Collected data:
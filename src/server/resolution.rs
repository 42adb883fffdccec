//! Resolution Engine
//!
//! Answers name queries from this node's registry, or points the caller at
//! a node better placed to answer. Resolution is iterative: the engine
//! never forwards a query itself.
//!
//! Precedence for a queried name, relative to this node's domain:
//!
//! 1. the node's own domain: answer with this node's endpoint
//! 2. a single label naming a registered host: answer with the host
//! 3. a name under a registered subdomain: refer to that subdomain
//! 4. any other name inside this domain: not found
//! 5. a name outside this domain: refer to the parent, or not found at
//!    the root

use crate::protocol::{DomainName, QueryOutcome};
use crate::registry::RegistryStore;
use std::net::SocketAddr;
use std::sync::Arc;
use tracing::debug;

/// Resolves queries against one node's registry
#[derive(Debug, Clone)]
pub struct ResolutionEngine {
    registry: Arc<RegistryStore>,
    local: SocketAddr,
    parent: Option<SocketAddr>,
}

impl ResolutionEngine {
    pub fn new(registry: Arc<RegistryStore>, local: SocketAddr, parent: Option<SocketAddr>) -> Self {
        Self {
            registry,
            local,
            parent,
        }
    }

    pub fn is_root(&self) -> bool {
        self.parent.is_none()
    }

    /// Resolve `name`
    pub fn resolve(&self, name: &str) -> QueryOutcome {
        let queried = match DomainName::parse(name) {
            Ok(queried) => queried,
            Err(e) => {
                debug!(name, error = %e, "Query for an invalid name");
                return QueryOutcome::NotFound;
            }
        };

        let zone = self.registry.domain();
        let Some(relative) = queried.relative_to(zone) else {
            return self.escalate();
        };

        // The label directly below this zone decides who is responsible
        let Some((child, deeper)) = relative.split_last() else {
            return QueryOutcome::Answer(self.local);
        };

        if deeper.is_empty() {
            if let Some(host) = self.registry.lookup_host(child) {
                return QueryOutcome::Answer(host);
            }
        }

        match self.registry.lookup_subdomain(child) {
            Some(server) => QueryOutcome::Refer(server),
            None => QueryOutcome::NotFound,
        }
    }

    /// Outcome for names this node has no visibility into
    fn escalate(&self) -> QueryOutcome {
        match self.parent {
            Some(parent) => QueryOutcome::Refer(parent),
            None => QueryOutcome::NotFound,
        }
    }
}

- Aim of the exercise -
In the data above, retype exactly and only the lines between the one holding "the caller at" and the one holding "one node's registry", inclusive.

- Answer section -
//! Answers name queries from this node's registry, or points the caller at
//! a node better placed to answer. Resolution is iterative: the engine
//! never forwards a query itself.
//!
//! Precedence for a queried name, relative to this node's domain:
//!
//! 1. the node's own domain: answer with this node's endpoint
//! 2. a single label naming a registered host: answer with the host
//! 3. a name under a registered subdomain: refer to that subdomain
//! 4. any other name inside this domain: not found
//! 5. a name outside this domain: refer to the parent, or not found at
//!    the root

use crate::protocol::{DomainName, QueryOutcome};
use crate::registry::RegistryStore;
use std::net::SocketAddr;
use std::sync::Arc;
use tracing::debug;

/// Resolves queries against one node's registry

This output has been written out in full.